Reflex Effects —Surveillance and the Reflective Subject in the Films of Loretta Fahrenholz
CAROLINE BUSTA
93% of all crimes are crimes of vanity.
—Irmgard Keun
Danton speaks: “Your eyes work the same way mine do, you cunt.” The revolutionary Danton, charged with corruption, has been sentenced to death by Robespierre without trial or the possibility of offering words of self-defense. Or at least such is the case in Implosion—both Loretta Fahrenholz’s 2011 film and its tongue-in-cheek referent, the 1983 Kathy Acker script, which stages the French Revolution in the bohemia of a newly post-Fordist NYC. In an earlier scene, Danton’s fate is foreshadowed by the character My Grandmother, who, asking his whereabouts, interrupts herself, almost as if to answer her own question: “Fiction. I tell you truly, right now fiction’s the method of revolution.”

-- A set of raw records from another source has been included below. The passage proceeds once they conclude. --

use super::bridge_for;
use crate::commands::application::service::formatter;
use crate::ReplyAction;
use wiremock::matchers::{body_json, method, path};
use wiremock::{Mock, MockServer, ResponseTemplate};

#[tokio::test]
async fn test_exec_without_args_performs_no_network_call() {
    let mock_server = MockServer::start().await;
    Mock::given(method("POST"))
        .and(path("/printer/gcode/script"))
        .respond_with(ResponseTemplate::new(200))
        .expect(0)
        .mount(&mock_server)
        .await;

    let bridge = bridge_for(&mock_server);
    let reply = bridge.handle_command("exec", "").await.unwrap();
    assert_eq!(reply, ReplyAction::plain(formatter::EXEC_USAGE));

    mock_server.verify().await;
}

#[tokio::test]
async fn test_exec_issues_exactly_one_script_call() {
    let mock_server = MockServer::start().await;
    Mock::given(method("POST"))
        .and(path("/printer/gcode/script"))
        .and(body_json(serde_json::json!({ "script": "PARK" })))
        .respond_with(ResponseTemplate::new(200))
        .expect(1)
        .mount(&mock_server)
        .await;

    let bridge = bridge_for(&mock_server);
    let reply = bridge.handle_command("exec", "PARK").await.unwrap();
    assert_eq!(
        reply,
        ReplyAction::markup("✅ Executed: <code>PARK</code>")
    );

    mock_server.verify().await;
}

#[tokio::test]
async fn test_exec_forwards_arguments_verbatim() {
    let mock_server = MockServer::start().await;
    Mock::given(method("POST"))
        .and(path("/printer/gcode/script"))
        .and(body_json(
            serde_json::json!({ "script": "SET_PAUSE_AT_LAYER 10" }),
        ))
        .respond_with(ResponseTemplate::new(204))
        .expect(1)
        .mount(&mock_server)
        .await;

    let bridge = bridge_for(&mock_server);
    let reply = bridge
        .handle_command("exec", "SET_PAUSE_AT_LAYER 10")
        .await
        .unwrap();
    assert_eq!(
        reply,
        ReplyAction::markup("✅ Executed: <code>SET_PAUSE_AT_LAYER 10</code>")
    );
}

#[tokio::test]
async fn test_exec_refused_script_reports_failure() {
    let mock_server = MockServer::start().await;
    Mock::given(method("POST"))
        .and(path("/printer/gcode/script"))
        .respond_with(ResponseTemplate::new(400))
        .mount(&mock_server)
        .await;

    let bridge = bridge_for(&mock_server);
    let reply = bridge.handle_command("exec", "NOPE<>").await.unwrap();
    assert_eq!(
        reply,
        ReplyAction::plain("❌ Failed to execute macro: NOPE&lt;&gt;")
    );
}
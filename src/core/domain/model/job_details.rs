//! Current print job details.
//!
//! Reads the same `print_stats` fragment as [`super::printer_status`] but
//! a different subset: job identity rather than progress telemetry. Layer
//! counts come from the slicer-set `totallayer`/`currentlayer` keys and
//! stay optional — an absent count renders as a sentinel, not as zero.

use super::printer_status::PrintStatsFragment;

/// Details of the current (or last) print job.
#[derive(Debug, Clone, PartialEq)]
pub struct JobDetails {
    pub filename: String,
    pub state: String,
    /// Elapsed print time, seconds.
    pub duration_seconds: f64,
    pub total_layers: Option<u32>,
    pub current_layer: Option<u32>,
}

impl From<PrintStatsFragment> for JobDetails {
    fn from(stats: PrintStatsFragment) -> Self {
        let info = stats.info.unwrap_or_default();
        Self {
            filename: stats.filename.unwrap_or_default(),
            state: stats.state.unwrap_or_default(),
            duration_seconds: stats.print_duration.unwrap_or(0.0),
            total_layers: info.totallayer,
            current_layer: info.currentlayer,
        }
    }
}

#[cfg(test)]
mod tests {
    use super::*;

    #[test]
    fn test_job_reads_slicer_layer_keys() {
        let fragment: PrintStatsFragment = serde_json::from_value(serde_json::json!({
            "filename": "calicat.gcode",
            "state": "printing",
            "print_duration": 90.0,
            "info": { "totallayer": 80, "currentlayer": 12 }
        }))
        .unwrap();

        let job = JobDetails::from(fragment);
        assert_eq!(job.filename, "calicat.gcode");
        assert_eq!(job.state, "printing");
        assert_eq!(job.duration_seconds, 90.0);
        assert_eq!(job.total_layers, Some(80));
        assert_eq!(job.current_layer, Some(12));
    }

    #[test]
    fn test_sparse_fragment_keeps_layer_sentinels() {
        let job = JobDetails::from(PrintStatsFragment::default());
        assert_eq!(job.filename, "");
        assert_eq!(job.state, "");
        assert_eq!(job.duration_seconds, 0.0);
        assert_eq!(job.total_layers, None);
        assert_eq!(job.current_layer, None);
    }
}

In Fahrenholz’s frame, Danton and Robespierre volley lines of subjectification. Danton’s words are a response to being asked what he sees: “Your eyes work the same way mine do, you cunt.” As if to say (to Robespierre, to the others), I see you. I see you seeing me. I see you seeing me as embodying your fiction x or fiction y or fiction z. And so I almost cannot help but perform the fiction you believe me to be; and anyway the stage is already set and I am typecast within it, and so even if I present a corrective of myself minus x, I am still staging a fiction, playing into or against your subjectivity, your vanity, and who I take you to be.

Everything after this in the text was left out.